I go by whether the batter attempted to get out of the way of the pitch and the benefit of the doubt goes to the batter. The pitcher only owns the area over the plate, or within two inches of the plate, given that a baseball is a little over 2 inches wide. Some batters are frozen by fastballs inside, and they get hit. The location where the batter gets hit has a little bit to do with decision also. Nobody wants to get hit in the elbow, lower arm, or wrist. These could be season enders. Shoulder, butt, thigh, these are areas where a batter mightlean into one. If I see an intentional HBP I call it, otherwise, benefit of the doubt goes to batter. Pitcher only owns the area over the plate.

Baseball_North Wed Apr 21, 2004 11:53pm

Quote:

Originally posted by DG
I go by whether the batter attempted to get out of the way of the pitch and the benefit of the doubt goes to the batter. The pitcher only owns the area over the plate, or within two inches of the plate, given that a baseball is a little over 2 inches wide. Some batters are frozen by fastballs inside, and they get hit. The location where the batter gets hit has a little bit to do with decision also. Nobody wants to get hit in the elbow, lower arm, or wrist. These could be season enders. Shoulder, butt, thigh, these are areas where a batter mightlean into one. If I see an intentional HBP I call it, otherwise, benefit of the doubt goes to batter. Pitcher only owns the area over the plate.
Exactly.

scyguy Thu Apr 22, 2004 08:58am

so, even if kid takes part of his body (hand in this case) toward the ball, still award base? Monday night when this happened I was confident with my decision, now I am not so sure. Maybe I need to revisit the way I look at this issue. Thanks

jicecone Thu Apr 22, 2004 10:03am

Did you ever think that mabey the kid was trying to protect another part of his body , using his hand. Not uncommon. It is very natural when something is going to hit you, that you put a hand or arm up for protection.

This is not as complicated a subject as we are making it here. For the most part in all leagues, if you are not 100% convinced that the batter was trying to get hit by the pitch, send him to first. Ive probably officiated in a few thousand games and can almost remember the few times I have kept the player in the box.

tiger49 Thu Apr 22, 2004 10:27am

If the batter tried to get hit he stays, if he was protecting himself I give him first. Plus I give benefit of the doubt to the batter on the slow curve to the arm as he has to stay in there in case in drops into the zone. This stops kids from having to do too much to try to avoid getting hit and having a more serious injury, ie turning into a high fastball to take it in the back as opposed to trying to jump out of way and taking it in the ribs.
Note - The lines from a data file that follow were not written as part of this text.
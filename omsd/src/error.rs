//! Daemon error types.

use oms_store::StoreError;
use oms_workflow::WorkflowError;
use thiserror::Error;

/// Daemon-level errors.
#[derive(Debug, Error)]
pub enum DaemonError {
    /// Workflow error
    #[error("Workflow error: {0}")]
    Workflow(#[from] WorkflowError),

    /// Store error
    #[error("Store error: {0}")]
    Store(#[from] StoreError),

    /// Configuration error
    #[error("Configuration error: {0}")]
    Config(String),
}

/// Result type for daemon operations.
pub type DaemonResult<T> = Result<T, DaemonError>;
mcrowder Thu Apr 22, 2004 12:54pm

If the batter is trying to get away from the pitch and puts his hand between himself and the ball, he's still trying to get away. HBP

However, I've seen the occasion where the batter is NOT in the path of the ball and the batter reflexively puts his hand up into the path of the ball (that wouldn't have hit him had he not done so). Ball.

scyguy Fri Apr 23, 2004 09:59am

Quote:

Originally posted by mcrowder


However, I've seen the occasion where the batter is NOT in the path of the ball and the batter reflexively puts his hand up into the path of the ball (that wouldn't have hit him had he not done so). Ball. [/B]
This is what happened!! But is "reflexively" defensive????

There is a difference of opinion of this I know. FROM NOW ON....I am awarding base!! I took alot of grief from the fans Monday and it is still bothering me. If I gave the kid the base, I would of forgot about it four days ago. I was obviously over-officiating by not awarding first.